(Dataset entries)
● ● ● ● ● ● ●
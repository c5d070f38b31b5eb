//! Listener callbacks and the three dispatch tables.
//!
//! Frames are routed to listeners in a fixed precedence: id listeners
//! (response waiters) first, then type listeners (request handlers),
//! then generic listeners (fallbacks). Each table is a flat slot array
//! sized at engine construction; a `None` slot is free. A high-water
//! mark per table bounds the scan to the highest slot ever in use.

use crate::frame::Message;
use crate::transmit::Transmitter;
use framelink_core::Error;
use tracing::debug;

/// Verdict a listener callback returns to the dispatcher.
#[derive(Debug, Clone, Copy, PartialEq, Eq)]
pub enum ListenerResult {
    /// Not handled; keep dispatching as if this listener never matched.
    Next,
    /// Handled; keep the listener as it is.
    Stay,
    /// Handled; keep the listener and reload its timeout.
    ///
    /// Only meaningful for id listeners registered with a timeout.
    Renew,
    /// Handled; remove the listener.
    Close,
}

/// Callback invoked with a dispatched message.
///
/// The first argument is the transmit half of the engine, so the
/// callback can respond from inside dispatch.
pub type FrameCallback<W, L> =
    Box<dyn FnMut(&mut Transmitter<W, L>, &Message) -> ListenerResult>;

/// Callback invoked when an id listener expires without a reply.
pub type TimeoutCallback<W, L> = Box<dyn FnMut(&mut Transmitter<W, L>)>;

/// Slot waiting for a reply to a specific frame id.
pub(crate) struct IdListener<W, L> {
    pub(crate) id: u32,
    pub(crate) on_frame: FrameCallback<W, L>,
    pub(crate) on_timeout: Option<TimeoutCallback<W, L>>,
    /// Ticks left until expiry; meaningless when `initial_ticks` is 0.
    pub(crate) remaining_ticks: u32,
    /// Timeout reloaded by `Renew`; 0 means the listener never expires.
    pub(crate) initial_ticks: u32,
}

/// Slot handling every frame of one type.
pub(crate) struct TypeListener<W, L> {
    pub(crate) frame_type: u32,
    pub(crate) on_frame: FrameCallback<W, L>,
}

/// Fallback slot invoked when nothing more specific handled the frame.
pub(crate) struct GenericListener<W, L> {
    pub(crate) on_frame: FrameCallback<W, L>,
}

pub(crate) struct ListenerTables<W, L> {
    pub(crate) id_slots: Vec<Option<IdListener<W, L>>>,
    pub(crate) type_slots: Vec<Option<TypeListener<W, L>>>,
    pub(crate) generic_slots: Vec<Option<GenericListener<W, L>>>,

    /// Highest id slot in use plus one; shortens table scans.
    pub(crate) id_high_water: usize,
    pub(crate) type_high_water: usize,
    pub(crate) generic_high_water: usize,
}

impl<W, L> ListenerTables<W, L> {
    pub(crate) fn new(id_slots: usize, type_slots: usize, generic_slots: usize) -> Self {
        ListenerTables {
            id_slots: (0..id_slots).map(|_| None).collect(),
            type_slots: (0..type_slots).map(|_| None).collect(),
            generic_slots: (0..generic_slots).map(|_| None).collect(),
            id_high_water: 0,
            type_high_water: 0,
            generic_high_water: 0,
        }
    }

    pub(crate) fn has_free_id_slot(&self) -> bool {
        self.id_slots.iter().any(Option::is_none)
    }

    /// Register an id listener. Fails on a full table or a duplicate id.
    pub(crate) fn add_id(&mut self, entry: IdListener<W, L>) -> bool {
        if self.find_id(entry.id).is_some() {
            let error = Error::DuplicateIdListener { id: entry.id };
            debug!(%error, "registration rejected");
            return false;
        }
        match first_free(&self.id_slots) {
            Some(slot) => {
                self.id_slots[slot] = Some(entry);
                self.id_high_water = self.id_high_water.max(slot + 1);
                true
            }
            None => {
                debug!(error = %Error::ListenerTableFull, "id listener registration rejected");
                false
            }
        }
    }

    pub(crate) fn find_id(&self, id: u32) -> Option<usize> {
        (0..self.id_high_water)
            .find(|&i| matches!(&self.id_slots[i], Some(entry) if entry.id == id))
    }

    /// Remove an id listener without firing its timeout callback.
    pub(crate) fn remove_id(&mut self, id: u32) -> bool {
        match self.find_id(id) {
            Some(slot) => {
                self.id_slots[slot] = None;
                self.recount_id();
                true
            }
            None => false,
        }
    }

    /// Reload the timeout of a registered id listener.
    pub(crate) fn renew_id(&mut self, id: u32) -> bool {
        match self.find_id(id) {
            Some(slot) => {
                if let Some(entry) = self.id_slots[slot].as_mut() {
                    entry.remaining_ticks = entry.initial_ticks;
                }
                true
            }
            None => false,
        }
    }

    pub(crate) fn add_type(&mut self, entry: TypeListener<W, L>) -> bool {
        match first_free(&self.type_slots) {
            Some(slot) => {
                self.type_slots[slot] = Some(entry);
                self.type_high_water = self.type_high_water.max(slot + 1);
                true
            }
            None => {
                debug!(error = %Error::ListenerTableFull, "type listener registration rejected");
                false
            }
        }
    }

    /// First active slot registered for `frame_type`, in insertion order.
    pub(crate) fn find_type(&self, frame_type: u32) -> Option<usize> {
        (0..self.type_high_water).find(
            |&i| matches!(&self.type_slots[i], Some(entry) if entry.frame_type == frame_type),
        )
    }

    /// Remove the first listener registered for `frame_type`.
    pub(crate) fn remove_type(&mut self, frame_type: u32) -> bool {
        match self.find_type(frame_type) {
            Some(slot) => {
                self.type_slots[slot] = None;
                self.recount_type();
                true
            }
            None => false,
        }
    }

    /// Register a generic listener, returning its slot for later removal.
    pub(crate) fn add_generic(&mut self, entry: GenericListener<W, L>) -> Option<usize> {
        match first_free(&self.generic_slots) {
            Some(slot) => {
                self.generic_slots[slot] = Some(entry);
                self.generic_high_water = self.generic_high_water.max(slot + 1);
                Some(slot)
            }
            None => {
                debug!(error = %Error::ListenerTableFull, "generic listener registration rejected");
                None
            }
        }
    }

    pub(crate) fn remove_generic(&mut self, slot: usize) -> bool {
        match self.generic_slots.get_mut(slot) {
            Some(entry) if entry.is_some() => {
                *entry = None;
                self.recount_generic();
                true
            }
            _ => false,
        }
    }

    pub(crate) fn recount_id(&mut self) {
        self.id_high_water = high_water(&self.id_slots);
    }

    pub(crate) fn recount_type(&mut self) {
        self.type_high_water = high_water(&self.type_slots);
    }

    pub(crate) fn recount_generic(&mut self) {
        self.generic_high_water = high_water(&self.generic_slots);
    }

    pub(crate) fn active_id(&self) -> usize {
        self.id_slots.iter().filter(|slot| slot.is_some()).count()
    }

    pub(crate) fn active_type(&self) -> usize {
        self.type_slots.iter().filter(|slot| slot.is_some()).count()
    }

    pub(crate) fn active_generic(&self) -> usize {
        self.generic_slots
            .iter()
            .filter(|slot| slot.is_some())
            .count()
    }
}

fn first_free<T>(slots: &[Option<T>]) -> Option<usize> {
    slots.iter().position(Option::is_none)
}

fn high_water<T>(slots: &[Option<T>]) -> usize {
    slots.iter().rposition(Option::is_some).map_or(0, |i| i + 1)
}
● ● ● ● ● ● ●
**The task:** When you output the entries, keep every word exactly as it stands.

**Result of this task:**
repository c5d070f38b31b5eb
//! Listener callbacks and the three dispatch tables.
//!
//! Frames are routed to listeners in a fixed precedence: id listeners
//! (response waiters) first, then type listeners (request handlers),
//! then generic listeners (fallbacks). Each table is a flat slot array
//! sized at engine construction; a `None` slot is free. A high-water
//! mark per table bounds the scan to the highest slot ever in use.

use crate::frame::Message;
use crate::transmit::Transmitter;
use framelink_core::Error;
use tracing::debug;

/// Verdict a listener callback returns to the dispatcher.
#[derive(Debug, Clone, Copy, PartialEq, Eq)]
pub enum ListenerResult {
    /// Not handled; keep dispatching as if this listener never matched.
    Next,
    /// Handled; keep the listener as it is.
    Stay,
    /// Handled; keep the listener and reload its timeout.
    ///
    /// Only meaningful for id listeners registered with a timeout.
    Renew,
    /// Handled; remove the listener.
    Close,
}

/// Callback invoked with a dispatched message.
///
/// The first argument is the transmit half of the engine, so the
/// callback can respond from inside dispatch.
pub type FrameCallback<W, L> =
    Box<dyn FnMut(&mut Transmitter<W, L>, &Message) -> ListenerResult>;

/// Callback invoked when an id listener expires without a reply.
pub type TimeoutCallback<W, L> = Box<dyn FnMut(&mut Transmitter<W, L>)>;

/// Slot waiting for a reply to a specific frame id.
pub(crate) struct IdListener<W, L> {
    pub(crate) id: u32,
    pub(crate) on_frame: FrameCallback<W, L>,
    pub(crate) on_timeout: Option<TimeoutCallback<W, L>>,
    /// Ticks left until expiry; meaningless when `initial_ticks` is 0.
    pub(crate) remaining_ticks: u32,
    /// Timeout reloaded by `Renew`; 0 means the listener never expires.
    pub(crate) initial_ticks: u32,
}

/// Slot handling every frame of one type.
pub(crate) struct TypeListener<W, L> {
    pub(crate) frame_type: u32,
    pub(crate) on_frame: FrameCallback<W, L>,
}

/// Fallback slot invoked when nothing more specific handled the frame.
pub(crate) struct GenericListener<W, L> {
    pub(crate) on_frame: FrameCallback<W, L>,
}

pub(crate) struct ListenerTables<W, L> {
    pub(crate) id_slots: Vec<Option<IdListener<W, L>>>,
    pub(crate) type_slots: Vec<Option<TypeListener<W, L>>>,
    pub(crate) generic_slots: Vec<Option<GenericListener<W, L>>>,

    /// Highest id slot in use plus one; shortens table scans.
    pub(crate) id_high_water: usize,
    pub(crate) type_high_water: usize,
    pub(crate) generic_high_water: usize,
}

impl<W, L> ListenerTables<W, L> {
    pub(crate) fn new(id_slots: usize, type_slots: usize, generic_slots: usize) -> Self {
        ListenerTables {
            id_slots: (0..id_slots).map(|_| None).collect(),
            type_slots: (0..type_slots).map(|_| None).collect(),
            generic_slots: (0..generic_slots).map(|_| None).collect(),
            id_high_water: 0,
            type_high_water: 0,
            generic_high_water: 0,
        }
    }

    pub(crate) fn has_free_id_slot(&self) -> bool {
        self.id_slots.iter().any(Option::is_none)
    }

    /// Register an id listener. Fails on a full table or a duplicate id.
    pub(crate) fn add_id(&mut self, entry: IdListener<W, L>) -> bool {
        if self.find_id(entry.id).is_some() {
            let error = Error::DuplicateIdListener { id: entry.id };
            debug!(%error, "registration rejected");
            return false;
        }
        match first_free(&self.id_slots) {
            Some(slot) => {
                self.id_slots[slot] = Some(entry);
                self.id_high_water = self.id_high_water.max(slot + 1);
                true
            }
            None => {
                debug!(error = %Error::ListenerTableFull, "id listener registration rejected");
                false
            }
        }
    }

    pub(crate) fn find_id(&self, id: u32) -> Option<usize> {
        (0..self.id_high_water)
            .find(|&i| matches!(&self.id_slots[i], Some(entry) if entry.id == id))
    }

    /// Remove an id listener without firing its timeout callback.
    pub(crate) fn remove_id(&mut self, id: u32) -> bool {
        match self.find_id(id) {
            Some(slot) => {
                self.id_slots[slot] = None;
                self.recount_id();
                true
            }
            None => false,
        }
    }

    /// Reload the timeout of a registered id listener.
    pub(crate) fn renew_id(&mut self, id: u32) -> bool {
        match self.find_id(id) {
            Some(slot) => {
                if let Some(entry) = self.id_slots[slot].as_mut() {
                    entry.remaining_ticks = entry.initial_ticks;
                }
                true
            }
            None => false,
        }
    }

    pub(crate) fn add_type(&mut self, entry: TypeListener<W, L>) -> bool {
        match first_free(&self.type_slots) {
            Some(slot) => {
                self.type_slots[slot] = Some(entry);
                self.type_high_water = self.type_high_water.max(slot + 1);
                true
            }
            None => {
                debug!(error = %Error::ListenerTableFull, "type listener registration rejected");
                false
            }
        }
    }

    /// First active slot registered for `frame_type`, in insertion order.
    pub(crate) fn find_type(&self, frame_type: u32) -> Option<usize> {
        (0..self.type_high_water).find(
            |&i| matches!(&self.type_slots[i], Some(entry) if entry.frame_type == frame_type),
        )
    }

    /// Remove the first listener registered for `frame_type`.
    pub(crate) fn remove_type(&mut self, frame_type: u32) -> bool {
        match self.find_type(frame_type) {
            Some(slot) => {
                self.type_slots[slot] = None;
                self.recount_type();
                true
            }
            None => false,
        }
    }

    /// Register a generic listener, returning its slot for later removal.
    pub(crate) fn add_generic(&mut self, entry: GenericListener<W, L>) -> Option<usize> {
        match first_free(&self.generic_slots) {
            Some(slot) => {
                self.generic_slots[slot] = Some(entry);
                self.generic_high_water = self.generic_high_water.max(slot + 1);
                Some(slot)
            }
            None => {
                debug!(error = %Error::ListenerTableFull, "generic listener registration rejected");
                None
            }
        }
    }

    pub(crate) fn remove_generic(&mut self, slot: usize) -> bool {
        match self.generic_slots.get_mut(slot) {
            Some(entry) if entry.is_some() => {
                *entry = None;
                self.recount_generic();
                true
            }
            _ => false,
        }
    }

    pub(crate) fn recount_id(&mut self) {
        self.id_high_water = high_water(&self.id_slots);
    }

    pub(crate) fn recount_type(&mut self) {
        self.type_high_water = high_water(&self.type_slots);
    }

    pub(crate) fn recount_generic(&mut self) {
        self.generic_high_water = high_water(&self.generic_slots);
    }

    pub(crate) fn active_id(&self) -> usize {
        self.id_slots.iter().filter(|slot| slot.is_some()).count()
    }

    pub(crate) fn active_type(&self) -> usize {
        self.type_slots.iter().filter(|slot| slot.is_some()).count()
    }

    pub(crate) fn active_generic(&self) -> usize {
        self.generic_slots
            .iter()
            .filter(|slot| slot.is_some())
            .count()
    }
}

fn first_free<T>(slots: &[Option<T>]) -> Option<usize> {
    slots.iter().position(Option::is_none)
}

fn high_water<T>(slots: &[Option<T>]) -> usize {
    slots.iter().rposition(Option::is_some).map_or(0, |i| i + 1)
}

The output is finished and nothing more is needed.